0 commentsPodhoretz on Lumet
April 20th, 2011
John Podhoretz has a really wonderful obit on Sidney Lumet that includes a link to this amazing Stephen Hill performance.
0 commentsMy Gift to You
April 19th, 2011
Blades of Steel. Zelda. Metroid. Ikari Warriors. Tecmo Bowl. Double Dribble. Everything.
That. Just. Happened.
3 commentsJVL Elsewhere
April 18th, 2011
Over the weekend I reviewed Bryan Caplan’s Selfish Reasons to Have More Kids. It’s a pretty charming book, even though I don’t fully sign-up with his estimation of the cost of children.
Also, I’ve got a long-ish piece in the Standard on Daniel Domscheit-Berg’s WikiLeaks book. There will not be a quiz.

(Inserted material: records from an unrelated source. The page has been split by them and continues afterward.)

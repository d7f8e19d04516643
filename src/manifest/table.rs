use std::collections::HashMap;
use std::path::{Path, PathBuf};

use calamine::{open_workbook_auto, Reader};

use super::ManifestError;

/// Sample manifest: one row per sequencing run of a sample.
#[derive(Debug, Clone)]
pub struct Manifest {
    path: PathBuf,
    headers: Vec<String>,
    rows: Vec<Vec<String>>,
    sample_id_column: usize,
    sample_run_id_column: usize,
    flowcell_column: Option<usize>,
}

impl Manifest {
    /// Load a manifest from `.tsv`, `.txt`, `.csv`, `.xlsx` or `.xls`.
    pub fn from_path<P: AsRef<Path>>(path: P) -> Result<Self, ManifestError> {
        let path = path.as_ref();
        let (headers, rows) = read_table(path)?;
        Self::from_table(path, headers, rows)
    }

    /// Build a manifest from an already parsed table.
    pub fn from_table(
        path: &Path,
        headers: Vec<String>,
        rows: Vec<Vec<String>>,
    ) -> Result<Self, ManifestError> {
        let sample_id_column =
            column_match(&headers, "Sample ID").ok_or_else(|| ManifestError::MissingColumn {
                path: path.to_path_buf(),
                column: "Sample ID".to_string(),
            })?;
        let sample_run_id_column =
            column_match(&headers, "Sample Run ID").unwrap_or(sample_id_column);
        let flowcell_column = column_match(&headers, "Flowcell");

        Ok(Self {
            path: path.to_path_buf(),
            headers,
            rows,
            sample_id_column,
            sample_run_id_column,
            flowcell_column,
        })
    }

    /// Source file.
    pub fn path(&self) -> &Path {
        &self.path
    }

    /// Header of the matched `Sample ID` column.
    pub fn sample_id_header(&self) -> &str {
        &self.headers[self.sample_id_column]
    }

    /// Unique sample IDs in file order.
    pub fn sample_ids(&self) -> Vec<String> {
        let mut seen = std::collections::HashSet::new();
        self.rows
            .iter()
            .filter_map(|row| cell(row, self.sample_id_column))
            .filter(|id| !id.is_empty() && seen.insert(id.to_string()))
            .map(str::to_string)
            .collect()
    }

    /// Unique run IDs recorded for `sample_id`.
    pub fn sample_run_ids(&self, sample_id: &str) -> Vec<String> {
        let mut run_ids: Vec<String> = Vec::new();
        for row in &self.rows {
            if cell(row, self.sample_id_column) != Some(sample_id) {
                continue;
            }
            if let Some(run_id) = cell(row, self.sample_run_id_column) {
                if !run_ids.iter().any(|known| known == run_id) {
                    run_ids.push(run_id.to_string());
                }
            }
        }
        run_ids
    }

    /// Map of run ID to sample ID. Later rows win on duplicate run IDs.
    pub fn sample_run_id_map(&self) -> HashMap<String, String> {
        self.rows
            .iter()
            .filter_map(|row| {
                let run_id = cell(row, self.sample_run_id_column)?;
                let sample_id = cell(row, self.sample_id_column)?;
                Some((run_id.to_string(), sample_id.to_string()))
            })
            .collect()
    }

    /// Flowcells recorded for `sample_id`, if the manifest has that column.
    pub fn flowcells(&self, sample_id: &str) -> Vec<String> {
        let Some(column) = self.flowcell_column else {
            return Vec::new();
        };
        self.rows
            .iter()
            .filter(|row| cell(row, self.sample_id_column) == Some(sample_id))
            .filter_map(|row| cell(row, column))
            .map(str::to_string)
            .collect()
    }

    /// True when `sample_id` appears in the manifest.
    pub fn contains_sample(&self, sample_id: &str) -> bool {
        self.rows
            .iter()
            .any(|row| cell(row, self.sample_id_column) == Some(sample_id))
    }
}

fn cell(row: &[String], column: usize) -> Option<&str> {
    row.get(column).map(|value| value.trim())
}

/// Lowercase and drop spaces/underscores so `Sample_ID` matches `sample id`.
pub fn standardize_column(name: &str) -> String {
    name.chars()
        .filter(|c| *c != ' ' && *c != '_')
        .flat_map(char::to_lowercase)
        .collect()
}

fn column_match(headers: &[String], column: &str) -> Option<usize> {
    let wanted = standardize_column(column);
    headers
        .iter()
        .position(|header| standardize_column(header) == wanted)
}

/// Read a delimited or spreadsheet table, returning header and data rows.
pub fn read_table(path: &Path) -> Result<(Vec<String>, Vec<Vec<String>>), ManifestError> {
    let extension = path
        .extension()
        .and_then(|ext| ext.to_str())
        .map(str::to_ascii_lowercase)
        .unwrap_or_default();

    match extension.as_str() {
        "tsv" | "txt" => read_delimited(path, b'\t'),
        "csv" => read_delimited(path, b','),
        "xlsx" | "xls" => read_workbook(path),
        _ => Err(ManifestError::UnsupportedFormat {
            path: path.to_path_buf(),
        }),
    }
}

fn read_delimited(
    path: &Path,
    delimiter: u8,
) -> Result<(Vec<String>, Vec<Vec<String>>), ManifestError> {
    let csv_error = |source: csv::Error| ManifestError::Csv {
        path: path.to_path_buf(),
        source,
    };
    let mut reader = csv::ReaderBuilder::new()
        .delimiter(delimiter)
        .flexible(true)
        .from_path(path)
        .map_err(csv_error)?;
    let headers = reader
        .headers()
        .map_err(csv_error)?
        .iter()
        .map(str::to_string)
        .collect();
    let mut rows = Vec::new();
    for record in reader.records() {
        let record = record.map_err(csv_error)?;
        rows.push(record.iter().map(str::to_string).collect());
    }
    Ok((headers, rows))
}

fn read_workbook(path: &Path) -> Result<(Vec<String>, Vec<Vec<String>>), ManifestError> {
    let excel_error = |message: String| ManifestError::Excel {
        path: path.to_path_buf(),
        message,
    };
    let mut workbook = open_workbook_auto(path).map_err(|err| excel_error(err.to_string()))?;
    let range = workbook
        .worksheet_range_at(0)
        .ok_or_else(|| excel_error("workbook has no worksheets".to_string()))?
        .map_err(|err| excel_error(err.to_string()))?;

    let mut rows = range
        .rows()
        .map(|row| row.iter().map(|value| value.to_string()).collect::<Vec<_>>());
    let headers = rows
        .next()
        .ok_or_else(|| excel_error("first worksheet is empty".to_string()))?;
    Ok((headers, rows.collect()))
}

Update: Galley Reader X just sent me this little post by Peter Robinson about the Caplan review. Robinson says I give the essay a “nasty” twist by pointing out that study after study shows that parents are less happy than non-parents. Here’s Robinson:
Parents, less happy? I’d missed all these studies. More to the point, the finding runs counter to pretty much all I’ve observed throughout my life. When my college buddies and I were in our twenties, those who remained single, making good money as consultants, jetting here and there, buying sports cars–sure. At some superficial level, they may have remained “happier.” But by the time we were all in our mid-thirties, that had changed. I think of one friend in particular who had a rocket of a career as a management consultant, living the life while the rest of us settled down and raised our families. On his own admission, he got sick of it. At 49, he finally married. At 50, his wife had a child. He’s happier now–incomparably happier.

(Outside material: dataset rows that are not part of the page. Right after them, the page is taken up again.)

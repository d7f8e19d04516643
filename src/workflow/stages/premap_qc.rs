use super::{unexpected_unit, WorkUnit, WorkflowStage};
use crate::workflow::{Field, StageContext, SubstitutionContract, WorkflowError, WorkflowInstance};

const SAMPLE_ID: Field = Field::substituted("sampleID");
const RUN_FASTP: Field = Field::substituted("runFastp");
const RUN_FASTQC: Field = Field::substituted("runFastQC");
const RUN_FASTQ_SCREEN: Field = Field::substituted("runFastqScreen");

static CONTRACT: SubstitutionContract = SubstitutionContract::new(
    "PremapQC",
    &[SAMPLE_ID, RUN_FASTP, RUN_FASTQC, RUN_FASTQ_SCREEN],
);

// Sub-step flag and the per-sample output directory that proves it ran.
const RESUME_PROBES: [(Field, &str); 3] = [
    (RUN_FASTP, "premap_qc/fastp"),
    (RUN_FASTQC, "premap_qc/fastqc"),
    (RUN_FASTQ_SCREEN, "premap_qc/fastq_screen"),
];

/// Per-sample read QC: fastp, FastQC, FastQ Screen.
#[derive(Debug, Clone, Default)]
pub struct PremapQcStage {
    samples: Vec<String>,
}

impl PremapQcStage {
    /// Stage over `samples`, in the given order.
    pub fn new<I, S>(samples: I) -> Self
    where
        I: IntoIterator<Item = S>,
        S: Into<String>,
    {
        Self {
            samples: samples.into_iter().map(Into::into).collect(),
        }
    }
}

impl WorkflowStage for PremapQcStage {
    fn name(&self) -> &'static str {
        "premap_qc"
    }

    fn log_namespace(&self) -> &'static str {
        "premap-qc"
    }

    fn contract(&self) -> &'static SubstitutionContract {
        &CONTRACT
    }

    fn work_units(&self, _ctx: &StageContext<'_>) -> Vec<WorkUnit> {
        self.samples.iter().cloned().map(WorkUnit::Sample).collect()
    }

    fn configure(
        &self,
        instance: &mut WorkflowInstance,
        unit: &WorkUnit,
        ctx: &StageContext<'_>,
    ) -> Result<(), WorkflowError> {
        let WorkUnit::Sample(sample) = unit else {
            return Err(unexpected_unit(self.name(), unit));
        };
        instance.set(&SAMPLE_ID, sample.as_str());
        for (flag, dir) in &RESUME_PROBES {
            if ctx.artifact_exists(&ctx.output_path(dir).join(sample)) {
                instance.set(flag, false);
            }
        }
        Ok(())
    }
}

None of this is to suggest that non-parents can’t be happy. Manifestly, they can. But the idea that non-parents are systematically happier–well, as I say, it runs counter to all my experience.
Can anyone help me here? Has anyone seen these studies? What am I missing?
I don’t know Robinson, so maybe I’m mistaking his tone, but it kind of sounds like he thinks I’m just making stuff up. If he looked back at my piece, he’d see that I give Caplan enormous credit because Caplan himself is the one who gamely acknowledges all of this data–even though it runs counter to the thesis of his book. (Caplan’s cheery acknowledgment of the hurdles his argument faces is one of the reasons his book is so good.) If Robinson would like to get acquainted with Caplan’s survey of it, he should start on page 14 of the book. New York Magazine touched on much of the same data in this high-profile piece from last summer. If Robinson would like to look at study data in more detail, Caplan helpfully points the way in his book’s end-notes.
In the comments, Robinson’s readers seem to agree with him that I’m just a kid-hating crank because, gosh darnit, they have kids and just like Robinson, they’re super-duper happy. I’m not even sure how to respond to this. Except to say that
(1) The world is bigger than the experience of any individual. People saying that they’re happier because of their kids–so kids make you happy are like the aid to Walter Mondale on election night in 1984 whispering, “But everyone I know voted for him . . .”
(2) My criticism of Caplan’s book was not that people shouldn’t have children because babies make us unhappy. Rather, it was: On the evidence, babies tend to make us less happy than we would be otherwise. But we should have them because “happiness” is a superficial goal and children are a key component of a well-examined and well-lived life. My point was precisely that we should have children because there are bigger things in this world than ourselves and personal happiness. The commenters can, perhaps, be forgiven for not having bothered to read my review–Robinson doesn’t provide a link to it, linking instead to Caplan’s Amazon page.